= Hispanics and Latinos in Colorado =

Hispanic and Latino Coloradans are residents of the state of Colorado who are of Hispanic or Latino ancestry. As of 2020, Hispanics and Latinos of any race made up 21% of the state's population, or 1,269,520 of the state's 5,770,545 residents.

== History ==
1598- During Juan de Oñate's expedition from Mexico, following the Rio Grande del Norte north, he claimed all of the river's drainage for Spain.

1694- The New Mexico governor Diego de Vargas traveled to present-day Colorado, following the Rio Grande to a tributary, Culebra Creek. He recorded several toponyms, including Colorado River.

1706- Juan de Ulibarri claimed the west of present-day Colorado for Spain. Western Colorado was incorporated into Santa Fe de Nuevo México. In 1762, after the Seven Years' War, France ceded western Louisiana to Spain, including eastern Colorado.
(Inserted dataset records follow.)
impl StreamingOrchestrator {
    /// Creates an orchestrator. The loader and sink are injected, never
    /// reached through globals.
    pub fn new(
        config: StreamingConfig,
        loader: Box<dyn ContentLoader>,
        sink: Arc<dyn SceneSink>,
    ) -> Result<Self, ConfigError> {
        config.validate()?;
        let classifier = config.classifier();
        let aggregator = config.aggregator()?;
        let metrics = Arc::new(StreamMetrics::new());
        let scheduler =
            PriorityScheduler::new(loader, config.queue_capacity, Arc::clone(&metrics));
        let mut wanted = HashMap::new();
        for tier in Tier::LOADABLE {
            wanted.insert(tier, HashSet::new());
        }
        info!(world = %config.world_name, "streaming orchestrator ready");
        Ok(Self {
            config,
            classifier,
            aggregator,
            index: SpatialIndex::new(),
            scheduler,
            sink,
            metrics,
            observer_cell: None,
            wanted,
            retries: HashMap::new(),
        })
    }

    /// Runs one frame: refresh wanted sets if the observer changed cell,
    /// submit missing work, drain the queue under budget, apply
    /// completions.
    pub fn tick(&mut self, pose: &ObserverPose) -> TickReport {
        self.metrics.tick();
        let now = Instant::now();
        let cell = pose.cell(self.config.cell_size);
        let cell_changed = self.observer_cell != Some(cell);

        let mut unloaded = 0;
        if cell_changed {
            self.observer_cell = Some(cell);
            self.metrics.cell_changed();
            debug!(cell = %cell, "observer entered new cell");
            unloaded = self.rebuild_wanted(cell);
        }

        let submitted = self.submit_wanted(cell, pose, now);
        let dispatched = self
            .scheduler
            .drain(self.config.tick_budget, self.config.max_dispatch_per_tick);
        let applied = self.apply_completions(now);

        self.classifier.prune(cell, self.config.tracked_radius_cells);

        TickReport {
            observer_cell: cell,
            cell_changed,
            unloaded,
            submitted,
            dispatched,
            applied,
        }
    }

    /// Drops everything and starts over at the new pose: hysteresis state,
    /// queued and in-flight work, and all resident content. Call for
    /// teleports and area changes, where stale state would bias the first
    /// classification at the destination.
    pub fn teleport(&mut self, pose: &ObserverPose) -> TickReport {
        info!(position = ?pose.position, "teleport: resetting streaming state");
        self.classifier.reset();
        self.scheduler.cancel_all();
        self.index.clear_all_pending();
        for ((target, tier), record) in self.index.drain_resident() {
            if !record.is_empty() {
                self.sink.detach(&target, tier);
            }
            self.metrics.target_unloaded();
        }
        self.retries.clear();
        for set in self.wanted.values_mut() {
            set.clear();
        }
        self.observer_cell = None;
        self.tick(pose)
    }

    /// Point-in-time copy of the counters.
    pub fn snapshot(&self) -> StreamSnapshot {
        self.metrics.snapshot()
    }

    /// Shared handle to the metrics collection.
    pub fn metrics(&self) -> Arc<StreamMetrics> {
        Arc::clone(&self.metrics)
    }

    /// The configuration in use.
    pub fn config(&self) -> &StreamingConfig {
        &self.config
    }

    /// The observer's cell as of the last tick.
    pub fn observer_cell(&self) -> Option<CellCoord> {
        self.observer_cell
    }

    /// Resident targets at a tier.
    pub fn resident_count(&self, tier: Tier) -> usize {
        self.index.resident_count(tier)
    }

    /// True if a target is resident at a tier.
    pub fn is_resident(&self, target: &TargetId, tier: Tier) -> bool {
        self.index.is_resident(target, tier)
    }

    /// Queued load entries.
    pub fn queued_len(&self) -> usize {
        self.scheduler.queued_len()
    }

    /// In-flight load requests.
    pub fn in_flight_len(&self) -> usize {
        self.scheduler.in_flight_len()
    }

    /// Recomputes wanted sets for every tier and reconciles the index:
    /// releases stale residents synchronously, cancels stale pending work.
    /// Returns the number of released targets.
    fn rebuild_wanted(&mut self, observer_cell: CellCoord) -> usize {
        // Near: per-cell classification with hysteresis. The scan covers
        // the Near band around the observer plus every cell still recorded
        // Near from earlier ticks, so a cell the observer left behind gets
        // reclassified (and unloaded) instead of silently going stale.
        let scan_radius = self.config.near_scan_radius_cells() as i32;
        let mut candidates: HashSet<CellCoord> = HashSet::new();
        for dy in -scan_radius..=scan_radius {
            for dx in -scan_radius..=scan_radius {
                candidates.insert(CellCoord::new(
                    observer_cell.x.saturating_add(dx),
                    observer_cell.y.saturating_add(dy),
                ));
            }
        }
        candidates.extend(self.classifier.cells_at_tier(Tier::Near));

        let mut near: Vec<(f64, CellCoord)> = Vec::new();
        for cell in candidates {
            let distance = observer_cell.center_distance(&cell, self.config.cell_size);
            if self.classifier.classify(distance, cell) == Tier::Near {
                near.push((distance, cell));
            }
        }
        near.sort_by(|a, b| a.0.total_cmp(&b.0).then_with(|| a.1.cmp(&b.1)));
        near.truncate(self.config.near_cell_cap);
        let near_wanted: HashSet<TargetId> =
            near.into_iter().map(|(_, c)| TargetId::Cell(c)).collect();
        self.wanted.insert(Tier::Near, near_wanted);

        // Mid/Far: aggregate bands. Horizon is skipped entirely — static
        // backdrop, no per-cell work.
        for tier in [Tier::Mid, Tier::Far] {
            let ids = self.aggregator.visible_aggregates(
                observer_cell,
                tier,
                self.config.tiers.start(tier),
                self.config.tiers.end(tier),
            );
            let set: HashSet<TargetId> = ids.into_iter().map(TargetId::Aggregate).collect();
            self.wanted.insert(tier, set);
        }

        // Reconcile each tier: unload immediately, cancel stale requests.
        let mut released = 0;
        for tier in Tier::LOADABLE {
            let wanted = &self.wanted[&tier];
            let diff = self.index.diff(wanted, tier);
            for target in diff.to_unload {
                released += self.release(target, tier);
            }
            for target in diff.to_cancel {
                self.scheduler.cancel(target, tier);
                self.index.clear_pending(target, tier);
                self.retries.remove(&(target, tier));
            }
        }

        // Retry bookkeeping only survives for targets still wanted.
        let wanted = &self.wanted;
        self.retries
            .retain(|(target, tier), _| wanted[tier].contains(target));

        released
    }

    /// Releases one resident target and notifies the sink before the
    /// record is dropped.
    fn release(&mut self, target: TargetId, tier: Tier) -> usize {
        match self.index.mark_released(target, tier) {
            Some(record) => {
                if !record.is_empty() {
                    self.sink.detach(&target, tier);
                }
                self.metrics.target_unloaded();
                1
            }
            None => 0,
        }
    }

    /// Submits every wanted-but-untracked target. Covers three cases with
    /// one pass: newly wanted targets, targets dropped earlier at queue
    /// capacity (resubmitted while still wanted), and failed targets whose
    /// retry delay has elapsed.
    fn submit_wanted(&mut self, observer_cell: CellCoord, pose: &ObserverPose, now: Instant) -> usize {
        let mut batch: Vec<(TargetId, Tier, LoadPriority, bool)> = Vec::new();
        for tier in Tier::LOADABLE {
            for target in &self.wanted[&tier] {
                if self.index.is_resident(target, tier) || self.index.is_pending(target, tier) {
                    continue;
                }
                let is_retry = match self.retries.get(&(*target, tier)) {
                    Some(state) if now < state.next_attempt => continue,
                    Some(_) => true,
                    None => false,
                };
                let priority = self.priority_for(target, tier, observer_cell, pose);
                batch.push((*target, tier, priority, is_retry));
            }
        }

        let mut submitted = 0;
        for (target, tier, priority, is_retry) in batch {
            if self.scheduler.submit(LoadEntry::new(target, tier, priority)) {
                self.index.mark_pending(target, tier);
                if is_retry {
                    self.metrics.load_retried();
                }
                submitted += 1;
            }
        }
        submitted
    }

    /// Queue position for a target, from tier rank, Manhattan distance to
    /// the observer, and the optional heading bias.
    fn priority_for(
        &self,
        target: &TargetId,
        tier: Tier,
        observer_cell: CellCoord,
        pose: &ObserverPose,
    ) -> LoadPriority {
        let center_cell = match target {
            TargetId::Cell(c) => *c,
            TargetId::Aggregate(a) => {
                let bs = self.aggregator.block_size(tier).unwrap_or(1) as i32;
                CellCoord::new(a.block.x * bs + bs / 2, a.block.y * bs + bs / 2)
            }
        };
        let manhattan = observer_cell.manhattan_distance(&center_cell);
        let heading_dot = if self.config.heading_priority {
            pose.heading_dot_to(center_cell.center(self.config.cell_size))
        } else {
            None
        };
        LoadPriority::compute(tier, manhattan, heading_dot)
    }

    /// Applies polled completions: residency, sink attach, retry and
    /// degrade decisions.
    fn apply_completions(&mut self, now: Instant) -> usize {
        let mut applied = 0;
        for (target, tier, outcome) in self.scheduler.poll_completions() {
            let key = (target, tier);
            match outcome {
                LoadOutcome::Loaded { handles, cells } => {
                    let record = ResidentRecord::new(handles, cells);
                    let has_content = !record.is_empty();
                    if self.index.mark_resident(target, tier, record) {
                        self.metrics.load_completed();
                        self.retries.remove(&key);
                        if has_content {
                            if let Some(record) = self.index.resident_record(&target, tier) {
                                self.sink.attach(&target, tier, record);
                            }
                        }
                        applied += 1;
                    } else {
                        self.metrics.stale_completion_discarded();
                    }
                }
                LoadOutcome::Missing => {
                    // A miss is success: resident-with-empty-record stops
                    // the scheduler from retrying until the target leaves
                    // and re-enters the wanted set.
                    if self.index.mark_resident(target, tier, ResidentRecord::empty()) {
                        self.metrics.content_missing();
                        self.retries.remove(&key);
                        applied += 1;
                    } else {
                        self.metrics.stale_completion_discarded();
                    }
                }
                LoadOutcome::Failed(err) => {
                    self.metrics.load_failed();
                    let state = self.retries.entry(key).or_insert(RetryState {
                        attempts: 0,
                        next_attempt: now,
                    });
                    state.attempts += 1;
                    let delay = if err.is_transient() {
                        self.config.retry.delay_for_attempt(state.attempts)
                    } else {
                        None
                    };
                    match delay {
                        Some(delay) => {
                            state.next_attempt = now + delay;
                            self.index.clear_pending(target, tier);
                            debug!(
                                target_id = %target,
                                tier = %tier,
                                attempt = state.attempts,
                                delay_ms = delay.as_millis() as u64,
                                error = %err,
                                "load failed, retrying after backoff"
                            );
                        }
                        None => {
                            // Retries exhausted (or permanent failure):
                            // degrade to an empty resident record rather
                            // than churn the queue.
                            self.retries.remove(&key);
                            self.index.mark_resident(target, tier, ResidentRecord::empty());
                            warn!(
                                target_id = %target,
                                tier = %tier,
                                error = %err,
                                "load failed permanently, marking empty"
                            );
                            applied += 1;
                        }
                    }
                }
                LoadOutcome::Cancelled => {
                    // The scheduler filters these; seeing one here means a
                    // race was already resolved. Drop the pending mark.
                    self.index.clear_pending(target, tier);
                    self.metrics.stale_completion_discarded();
                }
            }
        }
        applied
    }
}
1776- The Domínguez-Escalante expedition took place in northern New Spain. Led by friars Silvestre Velez de Escalante and Francisco Atanacio Dominguez, the expedition team sought a route linking Santa Fe to Monterey. They travelled through northern New Mexico, Colorado and Utah.

1787- Juan Bautista de Anza established the settlement of San Carlos near present-day Pueblo, Colorado, but it quickly failed.

1800- Spain returns Louisiana to France in 1800, including eastern Colorado. France later cedes Louisiana to the US in 1803.

1821- Mexico wins independence from Spain. Mexico grows concerned about protecting its northernmost territory from North Americans and US citizens. To reinforce Mexican claims of what is now part of Colorado, Gov. Manuel Armijo creates land grants to attract settlers.

1833- A group of 80 families from Abiquiu and Taos migrated to modern-day Colorado. They settled in Conejos County, but the Navajos attacked them and the settlers lost their goods, so they returned to their homeland.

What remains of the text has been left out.